Als in der Ukraine nach dem „Maidan- Putsch“ im Jahre 2014 auf der Halbinsel Krim die (großteils russisch- stämmigen) Bewohner per Volksbefragung darüber abstimmten, ob die Krim weiterhin zur Ukraine gehören oder wieder in den Schoß von „Mütterchen Russland “ zurückkehren soll, stimmten die Krim- Bewohner zu etwa 90 Prozent für einen Anschluss an Russland. Die Krim gehörte ja seit dem Ende des 18. Jahrhunderts immer zu Russland. Erst Nikita Chruschtschow, der spätere Ministerpräsident der UdSSR, ein gebürtiger Ukrainer, „verschenkte“ 1954 die Krim an die Ukraine, die ja ein Teil der UdSSR war. Als die Krim, auf der sich russische Stützpunkte befanden, wieder zu Russland zurückkehrte, löste das Empörung aus, wurde das vom Westen als Annexion (laut Duden: gewaltsame und widerrechtliche Aneignung fremden Gebiets) betrachtet und mit bis heute aufrechten Sanktionen gegen Russland bestraft.
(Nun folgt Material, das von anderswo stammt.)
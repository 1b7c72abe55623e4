use axum::{extract::State, routing::get, Json, Router};
use tracing::instrument;

use crate::{auth::StaffUser, error::ApiError, state::AppState, users::repo::User};

pub fn router() -> Router<AppState> {
    Router::new()
        .route("/admin/users", get(list_users))
        .route("/admin/stats", get(stats))
}

#[instrument(skip_all)]
pub async fn list_users(
    State(state): State<AppState>,
    StaffUser(_): StaffUser,
) -> Result<Json<Vec<User>>, ApiError> {
    let users = User::list_all(&state.db).await?;
    Ok(Json(users))
}

#[instrument(skip_all)]
pub async fn stats(
    State(state): State<AppState>,
    StaffUser(_): StaffUser,
) -> Result<Json<serde_json::Value>, ApiError> {
    let users: i64 = sqlx::query_scalar("SELECT count(*) FROM users")
        .fetch_one(&state.db)
        .await?;
    let recipes: i64 = sqlx::query_scalar("SELECT count(*) FROM recipes")
        .fetch_one(&state.db)
        .await?;
    let tags: i64 = sqlx::query_scalar("SELECT count(*) FROM tags")
        .fetch_one(&state.db)
        .await?;
    let ingredients: i64 = sqlx::query_scalar("SELECT count(*) FROM ingredients")
        .fetch_one(&state.db)
        .await?;

    Ok(Json(serde_json::json!({
        "users": users,
        "recipes": recipes,
        "tags": tags,
        "ingredients": ingredients,
    })))
}
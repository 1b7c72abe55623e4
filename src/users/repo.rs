use serde::{Deserialize, Serialize};
use sqlx::{FromRow, PgPool};
use time::OffsetDateTime;
use uuid::Uuid;

/// User record in the database.
#[derive(Debug, Clone, Serialize, Deserialize, FromRow)]
pub struct User {
    pub id: Uuid,
    pub email: String,
    pub name: String,
    #[serde(skip_serializing)]
    pub password_hash: String,
    pub is_active: bool,
    pub is_staff: bool,
    pub is_superuser: bool,
    #[serde(default, with = "time::serde::rfc3339::option")]
    pub last_login: Option<OffsetDateTime>,
    #[serde(with = "time::serde::rfc3339")]
    pub created_at: OffsetDateTime,
}

const USER_COLUMNS: &str =
    "id, email, name, password_hash, is_active, is_staff, is_superuser, last_login, created_at";

impl User {
    pub async fn find_by_email(db: &PgPool, email: &str) -> anyhow::Result<Option<User>> {
        let user = sqlx::query_as::<_, User>(&format!(
            "SELECT {USER_COLUMNS} FROM users WHERE email = $1"
        ))
        .bind(email)
        .fetch_optional(db)
        .await?;
        Ok(user)
    }

    pub async fn find_by_id(db: &PgPool, id: Uuid) -> anyhow::Result<Option<User>> {
        let user = sqlx::query_as::<_, User>(&format!(
            "SELECT {USER_COLUMNS} FROM users WHERE id = $1"
        ))
        .bind(id)
        .fetch_optional(db)
        .await?;
        Ok(user)
    }

    pub async fn create(
        db: &PgPool,
        email: &str,
        name: &str,
        password_hash: &str,
        is_staff: bool,
        is_superuser: bool,
    ) -> anyhow::Result<User> {
        let user = sqlx::query_as::<_, User>(&format!(
            r#"
            INSERT INTO users (email, name, password_hash, is_staff, is_superuser)
            VALUES ($1, $2, $3, $4, $5)
            RETURNING {USER_COLUMNS}
            "#
        ))
        .bind(email)
        .bind(name)
        .bind(password_hash)
        .bind(is_staff)
        .bind(is_superuser)
        .fetch_one(db)
        .await?;
        Ok(user)
    }

    /// Update profile fields; NULL binds leave the column untouched.
    pub async fn update_profile(
        db: &PgPool,
        id: Uuid,
        email: Option<&str>,
        name: Option<&str>,
        password_hash: Option<&str>,
    ) -> anyhow::Result<User> {
        let user = sqlx::query_as::<_, User>(&format!(
            r#"
            UPDATE users
            SET email = COALESCE($2, email),
                name = COALESCE($3, name),
                password_hash = COALESCE($4, password_hash)
            WHERE id = $1
            RETURNING {USER_COLUMNS}
            "#
        ))
        .bind(id)
        .bind(email)
        .bind(name)
        .bind(password_hash)
        .fetch_one(db)
        .await?;
        Ok(user)
    }

    pub async fn touch_last_login(db: &PgPool, id: Uuid) -> anyhow::Result<()> {
        sqlx::query("UPDATE users SET last_login = now() WHERE id = $1")
            .bind(id)
            .execute(db)
            .await?;
        Ok(())
    }

    pub async fn list_all(db: &PgPool) -> anyhow::Result<Vec<User>> {
        let users = sqlx::query_as::<_, User>(&format!(
            "SELECT {USER_COLUMNS} FROM users ORDER BY created_at, id"
        ))
        .fetch_all(db)
        .await?;
        Ok(users)
    }
}
use axum::{
    extract::{Path, State},
    http::StatusCode,
    routing::{get, patch},
    Json, Router,
};
use serde::{Deserialize, Serialize};
use sqlx::{FromRow, PgPool, Postgres, Transaction};
use time::OffsetDateTime;
use tracing::{info, instrument};
use uuid::Uuid;

use crate::{
    auth::CurrentUser,
    error::{is_unique_violation, ApiError},
    state::AppState,
};

/// Tag record in the database.
#[derive(Debug, Clone, Serialize, Deserialize, FromRow)]
pub struct Tag {
    pub id: Uuid,
    pub user_id: Uuid,
    pub name: String,
    #[serde(with = "time::serde::rfc3339")]
    pub created_at: OffsetDateTime,
}

/// Wire shape for a tag, nested in recipes and returned by the tag endpoints.
#[derive(Debug, Clone, Serialize, PartialEq, Eq)]
pub struct TagOut {
    pub id: Uuid,
    pub name: String,
}

impl From<Tag> for TagOut {
    fn from(t: Tag) -> Self {
        Self { id: t.id, name: t.name }
    }
}

#[derive(Debug, Deserialize)]
pub struct TagUpdate {
    pub name: String,
}

impl Tag {
    /// Per-user get-or-create. The upsert makes concurrent calls for the
    /// same (user, name) converge on a single row.
    pub async fn get_or_create_tx(
        tx: &mut Transaction<'_, Postgres>,
        user_id: Uuid,
        name: &str,
    ) -> anyhow::Result<Tag> {
        let tag = sqlx::query_as::<_, Tag>(
            r#"
            INSERT INTO tags (user_id, name)
            VALUES ($1, $2)
            ON CONFLICT (user_id, name) DO UPDATE SET name = EXCLUDED.name
            RETURNING id, user_id, name, created_at
            "#,
        )
        .bind(user_id)
        .bind(name)
        .fetch_one(&mut **tx)
        .await?;
        Ok(tag)
    }

    pub async fn list_by_user(db: &PgPool, user_id: Uuid) -> anyhow::Result<Vec<Tag>> {
        let tags = sqlx::query_as::<_, Tag>(
            r#"
            SELECT id, user_id, name, created_at
            FROM tags
            WHERE user_id = $1
            ORDER BY name DESC
            "#,
        )
        .bind(user_id)
        .fetch_all(db)
        .await?;
        Ok(tags)
    }

    /// Tags for a batch of recipes, as (recipe_id, tag) pairs.
    pub async fn for_recipes(
        db: &PgPool,
        recipe_ids: &[Uuid],
    ) -> anyhow::Result<Vec<(Uuid, TagOut)>> {
        let rows = sqlx::query_as::<_, (Uuid, Uuid, String)>(
            r#"
            SELECT rt.recipe_id, t.id, t.name
            FROM recipe_tags rt
            JOIN tags t ON t.id = rt.tag_id
            WHERE rt.recipe_id = ANY($1)
            ORDER BY t.name
            "#,
        )
        .bind(recipe_ids)
        .fetch_all(db)
        .await?;
        Ok(rows
            .into_iter()
            .map(|(recipe_id, id, name)| (recipe_id, TagOut { id, name }))
            .collect())
    }

    pub async fn rename(
        db: &PgPool,
        user_id: Uuid,
        id: Uuid,
        name: &str,
    ) -> anyhow::Result<Option<Tag>> {
        let tag = sqlx::query_as::<_, Tag>(
            r#"
            UPDATE tags
            SET name = $3
            WHERE id = $1 AND user_id = $2
            RETURNING id, user_id, name, created_at
            "#,
        )
        .bind(id)
        .bind(user_id)
        .bind(name)
        .fetch_optional(db)
        .await?;
        Ok(tag)
    }

    pub async fn delete(db: &PgPool, user_id: Uuid, id: Uuid) -> anyhow::Result<bool> {
        let result = sqlx::query("DELETE FROM tags WHERE id = $1 AND user_id = $2")
            .bind(id)
            .bind(user_id)
            .execute(db)
            .await?;
        Ok(result.rows_affected() > 0)
    }
}

// --- handlers ---

pub fn router() -> Router<AppState> {
    Router::new()
        .route("/tags", get(list_tags))
        .route("/tags/:id", patch(update_tag).put(update_tag).delete(delete_tag))
}

#[instrument(skip(state, user))]
pub async fn list_tags(
    State(state): State<AppState>,
    CurrentUser(user): CurrentUser,
) -> Result<Json<Vec<TagOut>>, ApiError> {
    let tags = Tag::list_by_user(&state.db, user.id).await?;
    Ok(Json(tags.into_iter().map(TagOut::from).collect()))
}

#[instrument(skip(state, user, payload))]
pub async fn update_tag(
    State(state): State<AppState>,
    CurrentUser(user): CurrentUser,
    Path(id): Path<Uuid>,
    Json(payload): Json<TagUpdate>,
) -> Result<Json<TagOut>, ApiError> {
    if payload.name.trim().is_empty() {
        return Err(ApiError::validation("name", "this field may not be blank"));
    }

    let tag = Tag::rename(&state.db, user.id, id, payload.name.trim())
        .await
        .map_err(|e| {
            if is_unique_violation(&e) {
                ApiError::validation("name", "tag with this name already exists")
            } else {
                ApiError::Internal(e)
            }
        })?
        .ok_or(ApiError::NotFound("tag"))?;

    Ok(Json(tag.into()))
}

#[instrument(skip(state, user))]
pub async fn delete_tag(
    State(state): State<AppState>,
    CurrentUser(user): CurrentUser,
    Path(id): Path<Uuid>,
) -> Result<StatusCode, ApiError> {
    if !Tag::delete(&state.db, user.id, id).await? {
        return Err(ApiError::NotFound("tag"));
    }
    info!(user_id = %user.id, tag_id = %id, "tag deleted");
    Ok(StatusCode::NO_CONTENT)
}

#[cfg(test)]
mod tests {
    use super::*;

    #[test]
    fn tag_out_serializes_id_and_name_only() {
        let out = TagOut {
            id: Uuid::new_v4(),
            name: "Vegan".into(),
        };
        let json = serde_json::to_value(&out).unwrap();
        let obj = json.as_object().unwrap();
        assert_eq!(obj.len(), 2);
        assert_eq!(obj["name"], "Vegan");
    }

    #[test]
    fn tag_update_requires_a_name_field() {
        assert!(serde_json::from_str::<TagUpdate>(r#"{}"#).is_err());
        let upd: TagUpdate = serde_json::from_str(r#"{"name": "Dessert"}"#).unwrap();
        assert_eq!(upd.name, "Dessert");
    }
}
In Israel will der alte und neue Premier Netanjahu im Wahlkampf damit punkten, dass er im Falle seines Wahlsieges die von Israel besetzte Westbank, also das den Palästinensern zugesprochene Westjordanland, annektieren wird und vom Westen war nicht viel an Widerspruch oder gar von Empörung zu hören. Und jetzt hat auch der israelische Oppositionsführer, also der Wahlgegner Netanyahus, angekündigt, im Falle eines Wahlsieges ebenfalls das besetzte Westjordanland annektieren zu wollen; „in Abstimmung mit der internationalen Gemeinschaft“, wie er sagte. Bis jetzt bleibt es dazu auch still.
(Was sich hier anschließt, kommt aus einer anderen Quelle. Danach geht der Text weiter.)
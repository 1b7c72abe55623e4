use serde::{Deserialize, Serialize};
use uuid::Uuid;

use crate::users::repo::User;

/// Request body for user creation.
#[derive(Debug, Deserialize)]
pub struct CreateUserRequest {
    pub email: String,
    pub password: String,
    #[serde(default)]
    pub name: String,
}

/// Request body for profile updates; absent fields stay unchanged.
#[derive(Debug, Deserialize)]
pub struct UpdateMeRequest {
    pub email: Option<String>,
    pub name: Option<String>,
    pub password: Option<String>,
}

/// Request body for token issuance.
#[derive(Debug, Deserialize)]
pub struct TokenRequest {
    pub email: String,
    pub password: String,
}

#[derive(Debug, Serialize)]
pub struct TokenResponse {
    pub token: String,
}

/// Public part of the user returned to the client.
#[derive(Debug, Serialize)]
pub struct UserResponse {
    pub id: Uuid,
    pub email: String,
    pub name: String,
}

impl From<User> for UserResponse {
    fn from(u: User) -> Self {
        Self {
            id: u.id,
            email: u.email,
            name: u.name,
        }
    }
}

#[cfg(test)]
mod tests {
    use super::*;

    #[test]
    fn update_request_distinguishes_absent_fields() {
        let req: UpdateMeRequest = serde_json::from_str(r#"{"name": "New Name"}"#).unwrap();
        assert_eq!(req.name.as_deref(), Some("New Name"));
        assert!(req.email.is_none());
        assert!(req.password.is_none());
    }

    #[test]
    fn user_response_carries_no_password_material() {
        let resp = UserResponse {
            id: Uuid::new_v4(),
            email: "cook@example.com".into(),
            name: "Cook".into(),
        };
        let json = serde_json::to_value(&resp).unwrap();
        let obj = json.as_object().unwrap();
        assert_eq!(obj.len(), 3);
        assert!(obj.contains_key("id") && obj.contains_key("email") && obj.contains_key("name"));
        assert!(!obj.contains_key("password"));
    }
}
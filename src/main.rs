mod admin;
mod app;
mod auth;
mod config;
mod error;
mod ingredients;
mod media;
mod recipes;
mod state;
mod tags;
mod users;

use tracing::info;

use crate::{state::AppState, users::repo::User};

#[tokio::main]
async fn main() -> anyhow::Result<()> {
    dotenvy::dotenv().ok();

    let env_filter = std::env::var("RUST_LOG")
        .unwrap_or_else(|_| "recipebox=debug,axum=info,tower_http=info".to_string());
    let json_logs = std::env::var("LOG_FORMAT")
        .map(|v| v == "json")
        .unwrap_or(false);

    if json_logs {
        tracing_subscriber::fmt()
            .with_env_filter(env_filter)
            .with_target(false)
            .json()
            .init();
    } else {
        tracing_subscriber::fmt().with_env_filter(env_filter).init();
    }

    let app_state = AppState::init().await?;

    sqlx::migrate!("./migrations")
        .run(&app_state.db)
        .await
        .map_err(|e| anyhow::anyhow!("migrations failed: {e}"))?;

    seed_superuser(&app_state).await?;

    let app = app::build_app(app_state);
    app::serve(app).await
}

/// Create the superuser named by ADMIN_EMAIL/ADMIN_PASSWORD, once.
async fn seed_superuser(state: &AppState) -> anyhow::Result<()> {
    let Some(admin) = &state.config.admin else {
        return Ok(());
    };

    let email = users::service::normalize_email(&admin.email);
    if let Some(existing) = User::find_by_email(&state.db, &email).await? {
        info!(email = %existing.email, "superuser already present");
        return Ok(());
    }

    let user = users::service::create_superuser(&state.db, &email, &admin.password)
        .await
        .map_err(anyhow::Error::new)?;
    info!(user_id = %user.id, email = %user.email, "seeded superuser");
    Ok(())
}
Meiner Meinung nach muss es zwei Arten von Annexion geben: Eine inakzeptable, verwerfliche und durch nichts zu rechtfertigende Annexion, wie sie die Russen mit der Krim durchzogen. Und eine Annexion, über die man schon reden kann, auch wenn sie gegen alle möglichen Verträge und wahrscheinlich auch gegen das Völkerrecht verstößt. Eine Annexion, wie sie von israelischen Politikern angekündigt wurde. Da sollte man schon ein Auge zudrücken.